Lors de cet événement, créé en collaboration avec le Centre Pompidou Metz pour l’exposition Jardin Infini, les visiteurs pouvaient modifier le paysage en déplaçant les confettis et les ventilateurs, mais aussi développer une architecture en construisant des octaèdres. Ces actes sont transitoires, puisqu’une fois l’espace vidé de toute action humaine, le flux d’air de l’installation impose à nouveau son rythme. Le déplacement équilibré entre les confettis et le vent forme alors une osmose qui évoque le mouvement perpétuel du temps.

Les polyèdres à huit faces, symbole platonicien de l’air, sont montés et disposés par les participants durant les quatre premières semaines d’ouverture du lieu. L’activité des visiteurs est telle que les confettis commencent à se désagréger et diffusent dans l’air des particules vertes irrespirables. L’atmosphère de Sans Gravité vient d’être modifiée et, par là même, l’œuvre se délite dans toute la pièce.

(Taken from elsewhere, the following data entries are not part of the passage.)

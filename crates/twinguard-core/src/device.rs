//! Simulated client devices.

use serde::{Deserialize, Serialize};

use twinguard_identity::{ApId, DeviceId, EntityKeyPair, PublicKeys};

use crate::registry::Position;

/// Row on which devices are placed.
const DEVICE_ROW_Y: f64 = 500.0;

/// A connected device.
#[derive(Debug)]
pub struct Device {
    id: DeviceId,
    keys: EntityKeyPair,
    position: Position,
    connected_to: Option<ApId>,
    sent: u64,
    delivered: u64,
}

impl Device {
    /// The `index`-th device to connect, associated with `home`.
    pub fn new(id: DeviceId, index: usize, home: Option<ApId>) -> Self {
        Self {
            id,
            keys: EntityKeyPair::generate(),
            position: Position::new(80.0 + 40.0 * index as f64, DEVICE_ROW_Y),
            connected_to: home,
            sent: 0,
            delivered: 0,
        }
    }

    /// Identifier.
    pub fn id(&self) -> &DeviceId {
        &self.id
    }

    /// Key material.
    pub fn keys(&self) -> &EntityKeyPair {
        &self.keys
    }

    /// Location.
    pub fn position(&self) -> Position {
        self.position
    }

    /// Associated AP. It may no longer exist.
    pub fn connected_to(&self) -> Option<&ApId> {
        self.connected_to.as_ref()
    }

    /// Count one packet.
    pub fn record(&mut self, delivered: bool) {
        self.sent += 1;
        if delivered {
            self.delivered += 1;
        }
    }

    /// Serializable view.
    pub fn record_view(&self) -> DeviceRecord {
        DeviceRecord {
            id: self.id.clone(),
            position: self.position,
            connected_to: self.connected_to.clone(),
            public_keys: KeyView::from(self.keys.public_keys()),
            sent: self.sent,
            delivered: self.delivered,
        }
    }
}

/// Hex-encoded public keys.
#[derive(Clone, Debug, PartialEq, Eq, Serialize, Deserialize)]
pub struct KeyView {
    /// Ed25519 verifying key.
    pub signing: String,
    /// X25519 key-exchange key.
    pub exchange: String,
}

impl From<&PublicKeys> for KeyView {
    fn from(keys: &PublicKeys) -> Self {
        Self {
            signing: keys.signing.to_hex(),
            exchange: keys.exchange.to_hex(),
        }
    }
}

/// What `connectDevice` returns.
#[derive(Clone, Debug, PartialEq, Serialize, Deserialize)]
pub struct DeviceRecord {
    /// Identifier.
    pub id: DeviceId,
    /// Location.
    pub position: Position,
    /// Associated AP.
    pub connected_to: Option<ApId>,
    /// Public keys.
    pub public_keys: KeyView,
    /// Packets sent.
    pub sent: u64,
    /// Packets delivered.
    pub delivered: u64,
}

#[cfg(test)]
mod tests {
    use super::*;

    #[test]
    fn test_placement_by_index() {
        let home = ApId::new("AP1").ok();
        let d0 = Device::new(DeviceId::new("a").unwrap(), 0, home.clone());
        let d2 = Device::new(DeviceId::new("c").unwrap(), 2, home);
        assert_eq!(d0.position(), Position::new(80.0, 500.0));
        assert_eq!(d2.position(), Position::new(160.0, 500.0));
        assert_eq!(d2.connected_to().map(ApId::as_str), Some("AP1"));
    }

    #[test]
    fn test_counters() {
        let mut device = Device::new(DeviceId::new("phone").unwrap(), 0, None);
        device.record(true);
        device.record(false);
        let view = device.record_view();
        assert_eq!((view.sent, view.delivered), (2, 1));
        assert_eq!(view.public_keys.signing.len(), 64);
    }
}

Ce paysage verdoyant et ces structures colorées qui se répandent en ruine par l’action des ventilateurs suggéraient déjà la vue d’un site abandonné, mais l’air irrespirable évoque désormais une exoplanète dépeuplée. La décision est prise de fermer l’installation au public mais de la laisser activer les trois semaines restantes. Le résultat de cet accident permet à l’installation d’exprimer totalement son propos en mettant en avant l’arrogance du geste et en faisant de l’œuvre une vanité observable par la vitrine.